* What you need to do:
Of all the lines in the entries below, give again exactly those starting at the line containing "use tokio::sync::watch;" and ending at the line containing "pub fn active()", both ends included, and no others.

* Stored data:

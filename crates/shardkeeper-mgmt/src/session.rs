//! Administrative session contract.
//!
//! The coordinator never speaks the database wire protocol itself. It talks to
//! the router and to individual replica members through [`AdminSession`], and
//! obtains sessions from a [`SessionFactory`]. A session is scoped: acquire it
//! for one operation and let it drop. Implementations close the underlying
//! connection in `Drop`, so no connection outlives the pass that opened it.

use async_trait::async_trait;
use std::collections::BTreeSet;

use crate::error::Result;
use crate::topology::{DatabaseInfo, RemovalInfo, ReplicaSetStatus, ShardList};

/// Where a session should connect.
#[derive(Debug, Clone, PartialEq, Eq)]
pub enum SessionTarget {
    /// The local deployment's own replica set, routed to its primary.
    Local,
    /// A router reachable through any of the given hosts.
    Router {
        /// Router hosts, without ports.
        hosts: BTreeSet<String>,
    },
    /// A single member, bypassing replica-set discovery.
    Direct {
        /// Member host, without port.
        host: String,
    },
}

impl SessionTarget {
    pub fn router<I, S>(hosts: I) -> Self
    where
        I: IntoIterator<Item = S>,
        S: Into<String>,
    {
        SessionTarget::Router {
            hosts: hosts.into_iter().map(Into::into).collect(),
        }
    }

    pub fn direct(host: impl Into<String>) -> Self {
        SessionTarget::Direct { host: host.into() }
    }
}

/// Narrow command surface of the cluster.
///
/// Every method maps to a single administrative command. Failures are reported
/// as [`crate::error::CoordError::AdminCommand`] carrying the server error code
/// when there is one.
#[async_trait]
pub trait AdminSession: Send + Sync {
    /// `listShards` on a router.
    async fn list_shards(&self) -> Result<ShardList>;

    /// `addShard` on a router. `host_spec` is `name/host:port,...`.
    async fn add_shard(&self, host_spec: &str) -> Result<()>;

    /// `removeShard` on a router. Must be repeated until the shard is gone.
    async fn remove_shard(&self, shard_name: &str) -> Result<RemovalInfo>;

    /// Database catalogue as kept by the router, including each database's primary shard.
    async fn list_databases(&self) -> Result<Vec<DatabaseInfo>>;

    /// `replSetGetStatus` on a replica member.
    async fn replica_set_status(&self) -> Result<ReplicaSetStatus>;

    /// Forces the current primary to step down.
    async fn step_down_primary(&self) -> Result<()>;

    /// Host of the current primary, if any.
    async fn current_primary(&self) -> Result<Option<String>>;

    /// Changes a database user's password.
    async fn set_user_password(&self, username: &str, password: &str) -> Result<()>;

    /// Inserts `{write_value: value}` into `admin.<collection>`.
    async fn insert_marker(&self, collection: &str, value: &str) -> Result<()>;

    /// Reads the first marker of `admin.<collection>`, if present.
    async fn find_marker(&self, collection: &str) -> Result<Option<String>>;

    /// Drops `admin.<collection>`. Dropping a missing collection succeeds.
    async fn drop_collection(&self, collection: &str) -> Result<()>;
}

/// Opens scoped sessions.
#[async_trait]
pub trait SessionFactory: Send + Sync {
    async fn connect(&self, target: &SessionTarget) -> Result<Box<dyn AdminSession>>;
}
* * *
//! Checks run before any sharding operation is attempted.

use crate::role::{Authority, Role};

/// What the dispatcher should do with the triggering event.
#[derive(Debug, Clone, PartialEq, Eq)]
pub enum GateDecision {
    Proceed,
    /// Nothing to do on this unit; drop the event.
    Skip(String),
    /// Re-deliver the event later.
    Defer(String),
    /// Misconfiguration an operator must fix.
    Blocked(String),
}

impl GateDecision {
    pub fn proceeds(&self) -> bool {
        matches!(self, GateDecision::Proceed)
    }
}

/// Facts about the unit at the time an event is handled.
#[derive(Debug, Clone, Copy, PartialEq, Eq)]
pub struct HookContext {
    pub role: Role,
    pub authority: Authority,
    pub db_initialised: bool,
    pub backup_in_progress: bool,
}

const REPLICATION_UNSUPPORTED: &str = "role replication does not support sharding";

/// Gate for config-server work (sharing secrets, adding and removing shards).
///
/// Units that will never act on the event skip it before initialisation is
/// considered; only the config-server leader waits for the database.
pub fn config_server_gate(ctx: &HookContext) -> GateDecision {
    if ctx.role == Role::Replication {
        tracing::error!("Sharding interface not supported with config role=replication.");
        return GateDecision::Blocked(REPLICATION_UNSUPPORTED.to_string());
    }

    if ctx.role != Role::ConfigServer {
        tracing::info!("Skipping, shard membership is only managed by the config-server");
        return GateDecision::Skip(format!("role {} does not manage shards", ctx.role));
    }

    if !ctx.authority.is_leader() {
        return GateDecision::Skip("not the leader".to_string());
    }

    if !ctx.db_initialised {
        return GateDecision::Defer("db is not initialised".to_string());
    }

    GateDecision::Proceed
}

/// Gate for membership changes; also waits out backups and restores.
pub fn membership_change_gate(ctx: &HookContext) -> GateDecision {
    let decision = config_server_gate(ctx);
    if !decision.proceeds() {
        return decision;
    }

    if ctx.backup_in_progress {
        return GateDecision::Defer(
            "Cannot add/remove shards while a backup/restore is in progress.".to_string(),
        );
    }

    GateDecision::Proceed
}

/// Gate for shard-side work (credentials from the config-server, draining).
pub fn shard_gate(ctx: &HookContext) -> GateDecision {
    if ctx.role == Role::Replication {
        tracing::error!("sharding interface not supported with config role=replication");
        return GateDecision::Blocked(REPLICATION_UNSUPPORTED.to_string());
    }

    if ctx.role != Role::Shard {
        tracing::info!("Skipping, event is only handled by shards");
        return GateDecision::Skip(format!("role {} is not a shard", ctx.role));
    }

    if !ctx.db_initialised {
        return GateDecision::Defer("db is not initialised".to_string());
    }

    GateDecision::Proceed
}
* * *
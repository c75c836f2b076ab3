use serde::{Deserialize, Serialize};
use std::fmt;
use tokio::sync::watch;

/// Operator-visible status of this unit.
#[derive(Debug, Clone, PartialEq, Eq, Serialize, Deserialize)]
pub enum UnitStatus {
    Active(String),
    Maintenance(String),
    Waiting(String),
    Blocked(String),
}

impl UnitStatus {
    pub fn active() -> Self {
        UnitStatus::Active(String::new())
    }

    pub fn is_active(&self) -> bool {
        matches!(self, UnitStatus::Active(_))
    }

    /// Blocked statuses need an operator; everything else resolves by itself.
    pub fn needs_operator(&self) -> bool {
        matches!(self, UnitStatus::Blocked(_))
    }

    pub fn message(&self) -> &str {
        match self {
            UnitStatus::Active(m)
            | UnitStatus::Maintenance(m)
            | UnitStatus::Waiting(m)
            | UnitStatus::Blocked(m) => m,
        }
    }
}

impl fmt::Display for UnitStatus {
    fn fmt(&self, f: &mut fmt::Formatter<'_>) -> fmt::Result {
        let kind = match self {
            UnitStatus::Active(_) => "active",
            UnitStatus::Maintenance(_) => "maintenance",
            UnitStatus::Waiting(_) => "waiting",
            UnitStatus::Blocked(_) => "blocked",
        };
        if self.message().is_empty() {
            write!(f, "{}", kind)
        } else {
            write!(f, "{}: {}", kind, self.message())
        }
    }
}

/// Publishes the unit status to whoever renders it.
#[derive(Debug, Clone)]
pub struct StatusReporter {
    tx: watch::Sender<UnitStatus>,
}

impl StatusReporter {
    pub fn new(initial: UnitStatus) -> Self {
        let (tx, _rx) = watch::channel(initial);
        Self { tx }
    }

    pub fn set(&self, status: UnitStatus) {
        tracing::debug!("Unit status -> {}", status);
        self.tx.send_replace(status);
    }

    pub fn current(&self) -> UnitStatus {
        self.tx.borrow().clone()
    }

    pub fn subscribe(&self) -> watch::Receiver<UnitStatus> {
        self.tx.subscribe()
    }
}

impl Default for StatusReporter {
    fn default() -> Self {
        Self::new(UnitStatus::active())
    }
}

* Answer area:
use tokio::sync::watch;

/// Operator-visible status of this unit.
#[derive(Debug, Clone, PartialEq, Eq, Serialize, Deserialize)]
pub enum UnitStatus {
    Active(String),
    Maintenance(String),
    Waiting(String),
    Blocked(String),
}

impl UnitStatus {
    pub fn active() -> Self {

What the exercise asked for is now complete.